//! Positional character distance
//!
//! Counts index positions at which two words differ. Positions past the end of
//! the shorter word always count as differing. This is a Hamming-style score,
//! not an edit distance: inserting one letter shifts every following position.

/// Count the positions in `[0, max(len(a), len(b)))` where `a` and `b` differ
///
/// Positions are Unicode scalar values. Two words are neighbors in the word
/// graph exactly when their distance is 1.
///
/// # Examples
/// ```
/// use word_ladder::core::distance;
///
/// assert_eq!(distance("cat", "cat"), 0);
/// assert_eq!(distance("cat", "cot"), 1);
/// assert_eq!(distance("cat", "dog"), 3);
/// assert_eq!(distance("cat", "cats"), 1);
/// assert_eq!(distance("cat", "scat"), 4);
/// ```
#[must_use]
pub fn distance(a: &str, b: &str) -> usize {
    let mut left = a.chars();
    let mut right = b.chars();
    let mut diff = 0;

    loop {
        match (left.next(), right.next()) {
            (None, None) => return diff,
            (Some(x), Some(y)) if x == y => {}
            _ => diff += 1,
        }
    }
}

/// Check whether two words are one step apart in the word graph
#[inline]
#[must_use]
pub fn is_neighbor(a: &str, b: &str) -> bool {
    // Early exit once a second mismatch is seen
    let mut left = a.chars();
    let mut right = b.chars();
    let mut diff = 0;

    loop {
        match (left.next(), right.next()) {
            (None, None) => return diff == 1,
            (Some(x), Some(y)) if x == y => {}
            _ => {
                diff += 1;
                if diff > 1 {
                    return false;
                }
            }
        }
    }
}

========

YOUR OBJECTIVE:
All of the records go in your answer, copied exactly.

TASK ANSWER:
//! Positional character distance
//!
//! Counts index positions at which two words differ. Positions past the end of
//! the shorter word always count as differing. This is a Hamming-style score,
//! not an edit distance: inserting one letter shifts every following position.

/// Count the positions in `[0, max(len(a), len(b)))` where `a` and `b` differ
///
/// Positions are Unicode scalar values. Two words are neighbors in the word
/// graph exactly when their distance is 1.
///
/// # Examples
/// ```
/// use word_ladder::core::distance;
///
/// assert_eq!(distance("cat", "cat"), 0);
/// assert_eq!(distance("cat", "cot"), 1);
/// assert_eq!(distance("cat", "dog"), 3);
/// assert_eq!(distance("cat", "cats"), 1);
/// assert_eq!(distance("cat", "scat"), 4);
/// ```
#[must_use]
pub fn distance(a: &str, b: &str) -> usize {
    let mut left = a.chars();
    let mut right = b.chars();
    let mut diff = 0;

    loop {
        match (left.next(), right.next()) {
            (None, None) => return diff,
            (Some(x), Some(y)) if x == y => {}
            _ => diff += 1,
        }
    }
}

/// Check whether two words are one step apart in the word graph
#[inline]
#[must_use]
pub fn is_neighbor(a: &str, b: &str) -> bool {
    // Early exit once a second mismatch is seen
    let mut left = a.chars();
    let mut right = b.chars();
    let mut diff = 0;

    loop {
        match (left.next(), right.next()) {
            (None, None) => return diff == 1,
            (Some(x), Some(y)) if x == y => {}
            _ => {
                diff += 1;
                if diff > 1 {
                    return false;
                }
            }
        }
    }
}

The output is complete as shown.